▶ _Available data_:

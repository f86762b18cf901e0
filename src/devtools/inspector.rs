use super::diff::{diff, Change};
use crate::error::Result;
use crate::store::{State, Store, Unsubscribe};
use crate::sync;
use serde::{Deserialize, Serialize};
use std::collections::VecDeque;
use std::sync::atomic::{AtomicU64, Ordering};
use std::sync::{Arc, Mutex};

/// Inspector settings.
#[derive(Clone, Debug, PartialEq, Eq, Serialize, Deserialize)]
#[serde(default)]
pub struct InspectorOptions {
    /// Maximum number of records kept; oldest are dropped first.
    pub max_entries: usize,
}

impl Default for InspectorOptions {
    fn default() -> Self {
        Self { max_entries: 100 }
    }
}

/// One observed state change.
#[derive(Clone, Debug, Serialize)]
pub struct ChangeRecord {
    /// Sequence number, starting at 1 for the first recorded change.
    pub seq: u64,
    /// Observation time in milliseconds since the Unix epoch.
    pub timestamp: i64,
    /// Revision before the change.
    pub previous: State,
    /// Revision after the change.
    pub next: State,
    /// Differences between the two.
    pub changes: Vec<Change>,
}

/// Diagnostic change log attached to a [`Store`].
///
/// The inspector only observes; it never writes to the store.
pub struct Inspector {
    log: Arc<Mutex<VecDeque<ChangeRecord>>>,
    subscription: Option<Unsubscribe>,
}

impl Inspector {
    /// Start logging `store`'s changes.
    pub fn attach(store: &Store, options: InspectorOptions) -> Self {
        let log = Arc::new(Mutex::new(VecDeque::new()));
        let seq = Arc::new(AtomicU64::new(0));

        let subscription = {
            let log = Arc::clone(&log);
            let max_entries = options.max_entries;
            store.subscribe(move |next, prev| {
                let record = ChangeRecord {
                    seq: seq.fetch_add(1, Ordering::SeqCst) + 1,
                    timestamp: chrono::Utc::now().timestamp_millis(),
                    previous: Arc::clone(prev),
                    next: Arc::clone(next),
                    changes: diff(prev, next),
                };
                for change in &record.changes {
                    tracing::debug!(
                        seq = record.seq,
                        path = change.path(),
                        ?change,
                        "state changed"
                    );
                }

                let mut log = sync::lock(&log);
                log.push_back(record);
                while log.len() > max_entries {
                    log.pop_front();
                }
            })
        };

        Self {
            log,
            subscription: Some(subscription),
        }
    }

    /// Recorded changes, oldest first.
    pub fn records(&self) -> Vec<ChangeRecord> {
        sync::lock(&self.log).iter().cloned().collect()
    }

    /// Most recent change.
    pub fn latest(&self) -> Option<ChangeRecord> {
        sync::lock(&self.log).back().cloned()
    }

    /// Number of records held.
    pub fn len(&self) -> usize {
        sync::lock(&self.log).len()
    }

    /// Whether nothing has been recorded.
    pub fn is_empty(&self) -> bool {
        self.len() == 0
    }

    /// Drop all records.
    pub fn clear(&self) {
        sync::lock(&self.log).clear();
    }

    /// The log as a JSON array.
    pub fn export(&self) -> Result<String> {
        let log = sync::lock(&self.log);
        Ok(serde_json::to_string_pretty(&*log)?)
    }

    /// Stop observing the store. Dropping the inspector has the same effect.
    pub fn detach(self) {
        drop(self);
    }
}

impl Drop for Inspector {
    fn drop(&mut self) {
        if let Some(subscription) = self.subscription.take() {
            subscription.unsubscribe();
        }
    }
}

▶ _Problem description_:
The word "first" may turn up on some lines of these records; say how many, with no other words.

▶ _Answer below_:
3